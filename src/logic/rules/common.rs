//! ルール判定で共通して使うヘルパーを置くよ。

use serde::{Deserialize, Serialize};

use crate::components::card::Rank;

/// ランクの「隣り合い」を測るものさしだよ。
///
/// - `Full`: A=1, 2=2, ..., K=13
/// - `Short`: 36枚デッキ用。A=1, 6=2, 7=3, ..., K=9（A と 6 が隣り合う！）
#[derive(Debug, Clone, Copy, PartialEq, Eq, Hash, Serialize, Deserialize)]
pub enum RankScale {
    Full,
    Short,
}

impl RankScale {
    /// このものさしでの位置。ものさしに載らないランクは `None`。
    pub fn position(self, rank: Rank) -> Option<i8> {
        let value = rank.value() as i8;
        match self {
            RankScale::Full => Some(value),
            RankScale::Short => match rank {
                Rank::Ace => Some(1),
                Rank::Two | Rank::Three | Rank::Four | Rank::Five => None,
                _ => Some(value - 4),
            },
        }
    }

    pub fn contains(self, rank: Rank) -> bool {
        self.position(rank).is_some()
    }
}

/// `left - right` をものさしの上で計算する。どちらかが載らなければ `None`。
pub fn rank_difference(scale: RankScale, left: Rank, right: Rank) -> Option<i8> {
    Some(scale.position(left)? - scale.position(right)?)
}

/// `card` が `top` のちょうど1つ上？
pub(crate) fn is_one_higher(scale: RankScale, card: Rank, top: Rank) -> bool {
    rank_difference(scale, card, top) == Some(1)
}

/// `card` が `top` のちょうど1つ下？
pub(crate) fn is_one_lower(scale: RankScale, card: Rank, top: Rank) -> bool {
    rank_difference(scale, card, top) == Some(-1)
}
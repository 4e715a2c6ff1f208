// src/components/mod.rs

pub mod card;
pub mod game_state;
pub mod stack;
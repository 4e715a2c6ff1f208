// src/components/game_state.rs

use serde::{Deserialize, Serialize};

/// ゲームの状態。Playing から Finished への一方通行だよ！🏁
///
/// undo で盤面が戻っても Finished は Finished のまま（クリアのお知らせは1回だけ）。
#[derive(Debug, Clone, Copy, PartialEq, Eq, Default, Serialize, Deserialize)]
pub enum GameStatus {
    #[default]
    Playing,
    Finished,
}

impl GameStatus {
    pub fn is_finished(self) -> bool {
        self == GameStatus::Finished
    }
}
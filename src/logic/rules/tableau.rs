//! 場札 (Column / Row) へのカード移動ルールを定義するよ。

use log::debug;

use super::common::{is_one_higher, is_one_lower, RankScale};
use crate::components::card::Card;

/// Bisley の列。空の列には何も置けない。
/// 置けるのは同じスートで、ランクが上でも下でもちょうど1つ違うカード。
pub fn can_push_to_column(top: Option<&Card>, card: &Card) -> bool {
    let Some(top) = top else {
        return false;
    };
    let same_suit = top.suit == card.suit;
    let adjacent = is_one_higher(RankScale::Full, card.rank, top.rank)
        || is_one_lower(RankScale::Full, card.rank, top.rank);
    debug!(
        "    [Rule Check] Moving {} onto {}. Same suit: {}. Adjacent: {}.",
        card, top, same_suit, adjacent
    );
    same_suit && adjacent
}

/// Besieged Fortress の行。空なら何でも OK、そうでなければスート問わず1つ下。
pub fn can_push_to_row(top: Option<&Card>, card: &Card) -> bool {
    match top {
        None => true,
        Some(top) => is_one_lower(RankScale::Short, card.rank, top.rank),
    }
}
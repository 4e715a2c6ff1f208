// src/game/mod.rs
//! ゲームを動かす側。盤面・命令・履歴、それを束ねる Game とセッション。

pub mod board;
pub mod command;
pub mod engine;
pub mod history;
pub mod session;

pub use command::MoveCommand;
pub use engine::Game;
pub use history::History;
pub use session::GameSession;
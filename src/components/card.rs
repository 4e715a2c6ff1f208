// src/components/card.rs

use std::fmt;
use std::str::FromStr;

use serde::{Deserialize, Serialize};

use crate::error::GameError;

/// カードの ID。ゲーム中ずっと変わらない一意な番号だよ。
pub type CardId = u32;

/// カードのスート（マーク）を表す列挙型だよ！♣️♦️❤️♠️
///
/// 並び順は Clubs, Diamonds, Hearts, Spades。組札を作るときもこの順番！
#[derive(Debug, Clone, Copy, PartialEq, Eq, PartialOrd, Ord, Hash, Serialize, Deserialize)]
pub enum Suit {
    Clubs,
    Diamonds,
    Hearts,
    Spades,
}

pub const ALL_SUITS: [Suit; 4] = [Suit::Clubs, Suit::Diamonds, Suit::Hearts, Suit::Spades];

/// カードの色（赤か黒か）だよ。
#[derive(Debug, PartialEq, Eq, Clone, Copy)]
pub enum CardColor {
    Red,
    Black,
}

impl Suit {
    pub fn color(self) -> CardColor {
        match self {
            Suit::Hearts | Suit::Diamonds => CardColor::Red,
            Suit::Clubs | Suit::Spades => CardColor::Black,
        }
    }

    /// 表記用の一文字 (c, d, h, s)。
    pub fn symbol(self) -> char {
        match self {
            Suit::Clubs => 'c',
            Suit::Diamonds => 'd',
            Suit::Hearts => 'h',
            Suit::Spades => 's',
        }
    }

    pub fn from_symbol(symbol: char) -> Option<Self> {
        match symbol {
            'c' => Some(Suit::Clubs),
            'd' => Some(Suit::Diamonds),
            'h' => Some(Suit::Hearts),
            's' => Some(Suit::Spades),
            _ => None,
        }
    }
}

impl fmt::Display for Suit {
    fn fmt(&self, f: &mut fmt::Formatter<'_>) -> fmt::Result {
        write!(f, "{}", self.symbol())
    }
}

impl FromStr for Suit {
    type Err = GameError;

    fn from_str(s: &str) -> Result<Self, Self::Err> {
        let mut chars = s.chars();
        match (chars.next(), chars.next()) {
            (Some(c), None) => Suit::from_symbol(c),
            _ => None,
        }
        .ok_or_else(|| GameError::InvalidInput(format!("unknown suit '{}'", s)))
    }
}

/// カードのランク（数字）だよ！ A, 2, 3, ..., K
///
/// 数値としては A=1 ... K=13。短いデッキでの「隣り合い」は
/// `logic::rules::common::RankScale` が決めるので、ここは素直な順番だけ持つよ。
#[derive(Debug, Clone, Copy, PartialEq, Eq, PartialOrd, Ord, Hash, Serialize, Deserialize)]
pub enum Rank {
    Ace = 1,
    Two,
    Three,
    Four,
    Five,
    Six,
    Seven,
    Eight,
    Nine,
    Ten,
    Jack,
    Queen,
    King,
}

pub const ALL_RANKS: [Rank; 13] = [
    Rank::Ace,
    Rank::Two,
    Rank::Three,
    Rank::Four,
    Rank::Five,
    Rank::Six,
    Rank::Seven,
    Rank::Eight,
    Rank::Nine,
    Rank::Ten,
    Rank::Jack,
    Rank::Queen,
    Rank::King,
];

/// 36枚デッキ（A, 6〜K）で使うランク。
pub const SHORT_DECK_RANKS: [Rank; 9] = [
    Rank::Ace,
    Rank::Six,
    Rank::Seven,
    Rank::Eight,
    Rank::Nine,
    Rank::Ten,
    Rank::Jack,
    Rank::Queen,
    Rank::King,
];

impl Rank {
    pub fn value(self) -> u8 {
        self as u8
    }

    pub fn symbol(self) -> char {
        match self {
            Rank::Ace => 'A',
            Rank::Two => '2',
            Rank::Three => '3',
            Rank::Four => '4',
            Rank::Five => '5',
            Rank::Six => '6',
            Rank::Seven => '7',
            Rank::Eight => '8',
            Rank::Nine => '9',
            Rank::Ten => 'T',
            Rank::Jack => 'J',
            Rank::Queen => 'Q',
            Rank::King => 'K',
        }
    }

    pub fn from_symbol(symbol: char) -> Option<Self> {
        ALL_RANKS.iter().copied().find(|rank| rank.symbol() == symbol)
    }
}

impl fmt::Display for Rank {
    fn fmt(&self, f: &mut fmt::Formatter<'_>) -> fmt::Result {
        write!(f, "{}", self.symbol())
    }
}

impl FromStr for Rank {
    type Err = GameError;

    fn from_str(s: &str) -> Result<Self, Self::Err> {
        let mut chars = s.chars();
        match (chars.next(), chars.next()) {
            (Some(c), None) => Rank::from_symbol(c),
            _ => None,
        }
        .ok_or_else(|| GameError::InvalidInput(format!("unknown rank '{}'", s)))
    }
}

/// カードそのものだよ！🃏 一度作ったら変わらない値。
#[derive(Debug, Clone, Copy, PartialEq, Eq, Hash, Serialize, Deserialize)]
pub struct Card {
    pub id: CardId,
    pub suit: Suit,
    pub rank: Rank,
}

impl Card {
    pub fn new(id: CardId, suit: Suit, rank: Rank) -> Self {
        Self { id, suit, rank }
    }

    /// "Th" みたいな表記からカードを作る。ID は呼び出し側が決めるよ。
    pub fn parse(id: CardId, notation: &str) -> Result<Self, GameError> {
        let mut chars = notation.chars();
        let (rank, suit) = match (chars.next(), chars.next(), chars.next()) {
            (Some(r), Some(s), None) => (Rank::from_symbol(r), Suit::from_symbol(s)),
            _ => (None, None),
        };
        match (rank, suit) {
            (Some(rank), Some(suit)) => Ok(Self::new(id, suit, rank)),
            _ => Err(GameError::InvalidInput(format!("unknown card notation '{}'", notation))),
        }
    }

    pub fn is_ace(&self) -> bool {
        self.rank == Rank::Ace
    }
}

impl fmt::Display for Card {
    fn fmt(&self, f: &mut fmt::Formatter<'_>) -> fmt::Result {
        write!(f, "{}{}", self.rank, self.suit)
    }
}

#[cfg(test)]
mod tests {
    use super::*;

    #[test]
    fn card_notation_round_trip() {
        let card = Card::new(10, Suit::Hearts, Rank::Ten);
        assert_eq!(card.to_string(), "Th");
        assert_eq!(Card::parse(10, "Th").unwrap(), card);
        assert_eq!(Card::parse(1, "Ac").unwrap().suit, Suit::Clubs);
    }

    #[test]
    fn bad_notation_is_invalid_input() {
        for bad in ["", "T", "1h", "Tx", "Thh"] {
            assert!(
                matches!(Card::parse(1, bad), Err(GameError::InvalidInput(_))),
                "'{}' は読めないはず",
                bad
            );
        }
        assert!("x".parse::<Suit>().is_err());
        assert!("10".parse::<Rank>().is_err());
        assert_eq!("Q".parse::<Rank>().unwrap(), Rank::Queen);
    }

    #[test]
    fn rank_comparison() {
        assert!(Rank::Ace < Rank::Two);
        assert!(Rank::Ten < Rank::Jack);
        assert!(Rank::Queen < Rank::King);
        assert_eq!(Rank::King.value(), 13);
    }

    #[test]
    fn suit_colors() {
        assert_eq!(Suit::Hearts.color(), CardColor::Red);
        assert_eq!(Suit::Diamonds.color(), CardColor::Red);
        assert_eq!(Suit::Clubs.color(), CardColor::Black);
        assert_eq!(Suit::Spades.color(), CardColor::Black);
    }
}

### Your goal
Check each line of the entries above for the string "Eight", and return those that contain it.

### Solved problem
    Eight,
    Rank::Eight,
    Rank::Eight,
            Rank::Eight => '8',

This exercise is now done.